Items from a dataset
BEGIN
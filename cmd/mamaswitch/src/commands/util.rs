//! Utility functions for CLI commands.

use std::io::Read;
use std::path::{Path, PathBuf};
use std::sync::Arc;

use mamaswitch_voiceprint::Identifier;
use tracing::debug;

use crate::config::{load_config, Config};
use crate::Cli;

/// Gets the configuration named by `--config`, or the default one.
pub fn get_config(cli: &Cli) -> anyhow::Result<Config> {
    load_config(cli.config.as_deref())
}

/// Identifier for `--model` if given, else the configured artifact.
pub fn identifier(cfg: &Config, model: Option<&Path>) -> Arc<Identifier> {
    let path: PathBuf = model.map_or_else(|| cfg.model_path.clone(), Path::to_path_buf);
    debug!(model = %path.display(), "speaker model");
    Arc::new(Identifier::from_path(path))
}

/// Joins positional words, or reads all of stdin when there are none.
pub fn text_or_stdin(words: &[String]) -> anyhow::Result<String> {
    if !words.is_empty() {
        return Ok(words.concat());
    }
    let mut buf = String::new();
    std::io::stdin().read_to_string(&mut buf)?;
    Ok(buf.trim().to_string())
}

/// Outputs result as JSON or YAML.
pub fn output_result<T: serde::Serialize>(result: &T, as_json: bool) -> anyhow::Result<()> {
    let output = if as_json {
        serde_json::to_string_pretty(result)?
    } else {
        serde_yaml::to_string(result)?
    };
    print!("{}", output);
    if as_json {
        println!();
    }
    Ok(())
}
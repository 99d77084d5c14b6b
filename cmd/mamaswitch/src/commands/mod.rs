//! CLI commands module.

mod classify;
mod identify;
mod respond;
mod run;
mod util;

pub use classify::ClassifyCommand;
pub use identify::IdentifyCommand;
pub use respond::RespondCommand;
pub use run::RunCommand;

pub(crate) use util::*;
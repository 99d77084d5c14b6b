//! Session state owned by the session task.

use std::collections::VecDeque;
use std::fmt;

use serde::{Deserialize, Serialize};

use crate::LogEntry;

/// Speaker label before the first event and after a reset.
pub const UNKNOWN_SPEAKER: &str = "UNKNOWN";

/// Maximum number of log entries kept in history.
pub const HISTORY_CAPACITY: usize = 10;

/// Coarse session mode. Only `Idle` exists today.
#[derive(Debug, Clone, Copy, Default, PartialEq, Eq, Hash, Serialize, Deserialize)]
#[serde(rename_all = "SCREAMING_SNAKE_CASE")]
pub enum SessionStatus {
    #[default]
    Idle,
}

impl SessionStatus {
    pub fn as_str(&self) -> &'static str {
        match self {
            SessionStatus::Idle => "IDLE",
        }
    }
}

impl fmt::Display for SessionStatus {
    fn fmt(&self, f: &mut fmt::Formatter<'_>) -> fmt::Result {
        f.write_str(self.as_str())
    }
}

/// Read-only view returned by status queries.
#[derive(Debug, Clone, PartialEq, Eq, Serialize, Deserialize)]
pub struct StatusSnapshot {
    pub sync_rate: u8,
    pub speaker: String,
    pub status: SessionStatus,
    pub log_count: usize,
}

/// Sync rate, current speaker, status and a bounded history.
#[derive(Debug, Clone)]
pub struct SessionState {
    sync_rate: u8,
    current_speaker: String,
    status: SessionStatus,
    history: VecDeque<LogEntry>,
}

impl Default for SessionState {
    fn default() -> Self {
        Self::new()
    }
}

impl SessionState {
    pub fn new() -> Self {
        Self {
            sync_rate: 0,
            current_speaker: UNKNOWN_SPEAKER.to_string(),
            status: SessionStatus::Idle,
            history: VecDeque::with_capacity(HISTORY_CAPACITY),
        }
    }

    pub fn sync_rate(&self) -> u8 {
        self.sync_rate
    }

    pub fn current_speaker(&self) -> &str {
        &self.current_speaker
    }

    pub fn status(&self) -> SessionStatus {
        self.status
    }

    /// Oldest first.
    pub fn history(&self) -> impl ExactSizeIterator<Item = &LogEntry> {
        self.history.iter()
    }

    pub fn snapshot(&self) -> StatusSnapshot {
        StatusSnapshot {
            sync_rate: self.sync_rate,
            speaker: self.current_speaker.clone(),
            status: self.status,
            log_count: self.history.len(),
        }
    }

    /// Commits one event: new sync rate and speaker plus its log entry.
    /// The oldest entry is evicted once history is full.
    pub(crate) fn commit(&mut self, entry: LogEntry) {
        self.sync_rate = entry.sync_rate.min(100);
        self.current_speaker.clone_from(&entry.speaker);
        if self.history.len() == HISTORY_CAPACITY {
            self.history.pop_front();
        }
        self.history.push_back(entry);
    }

    /// Restores the initial state.
    pub fn reset(&mut self) {
        *self = Self::new();
    }
}
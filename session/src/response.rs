//! Two-level response table: command to base phrase, then role and
//! attitude to phrasing.

use std::fmt;

use mamaswitch_utterance::{Attitude, Command};
use serde::{Deserialize, Serialize};

/// Which of the two fixed identities is speaking.
#[derive(Debug, Clone, Copy, PartialEq, Eq, Hash, Serialize, Deserialize)]
#[serde(rename_all = "lowercase")]
pub enum Role {
    Mother,
    Child,
}

impl Role {
    pub fn as_str(&self) -> &'static str {
        match self {
            Role::Mother => "mother",
            Role::Child => "child",
        }
    }
}

impl fmt::Display for Role {
    fn fmt(&self, f: &mut fmt::Formatter<'_>) -> fmt::Result {
        f.write_str(self.as_str())
    }
}

/// Phrase used when a command has no entry of its own.
pub const FALLBACK_PHRASE: &str = "コマンドを実行します";

/// Returns the action phrase for `command`.
pub fn base_phrase(command: Option<Command>) -> &'static str {
    let Some(command) = command else {
        return FALLBACK_PHRASE;
    };
    match command {
        Command::TvOn => "テレビをつけます",
        Command::TvOff => "テレビを消します",
        Command::LightOn => "電気をつけます",
        Command::LightOff => "電気を消します",
        Command::CurtainOpen => "カーテンを開けます",
        Command::CurtainClose => "カーテンを閉めます",
        Command::AlarmOn => "アラームをセットします",
        Command::AlarmOff => "アラームを止めます",
        Command::MusicOn => "音楽を再生します",
        Command::MusicOff => "音楽を止めます",
        Command::VolumeUp => "音量を上げます",
        Command::VolumeDown => "音量を下げます",
        Command::GetSnack => "おやつを用意します",
        Command::Snack => "おやつの要求を受け取りました",
        Command::Insult => "そんな言い方はよくありません",
        Command::Gratitude => "どういたしまして",
        Command::Exit => "システムを終了します",
    }
}

/// Picks the reply for one event. Defined for every input.
pub fn select_response(command: Option<Command>, attitude: Attitude, role: Role) -> String {
    let base = base_phrase(command);
    match role {
        Role::Mother => match attitude {
            Attitude::Polite => format!("はい、お母さん。{base}。"),
            Attitude::Rude => format!("お母さん、承知しました。{base}。"),
            Attitude::Insult => format!("お母さん、悲しいです。{base}。"),
            Attitude::Gratitude => "どういたしまして、お母さん。".to_string(),
            Attitude::Neutral => format!("かしこまりました。{base}。"),
        },
        Role::Child => match (attitude, command) {
            (Attitude::Polite, Some(Command::GetSnack)) => format!("いい子ですね。{base}。"),
            (Attitude::Polite, _) => format!("はい、{base}。"),
            (Attitude::Rude, _) => "そんな言い方はダメですよ。お母さんを呼んでください。".to_string(),
            (Attitude::Insult, _) => "そんなこと言う子は知りません。".to_string(),
            (Attitude::Gratitude, _) => "どういたしまして。".to_string(),
            (Attitude::Neutral, Some(Command::GetSnack)) => {
                "おやつは宿題が終わってからね。".to_string()
            }
            (Attitude::Neutral, Some(Command::TvOn)) => {
                "テレビは勉強が終わってからです。".to_string()
            }
            (Attitude::Neutral, _) => "それはお母さんに頼んでください。".to_string(),
        },
    }
}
END
ABOUT THIS TASK:
In the lines above, locate the string "enum". Copy every line where it occurs.

PROBLEM SOLUTION:
pub enum SessionStatus {
pub enum Role {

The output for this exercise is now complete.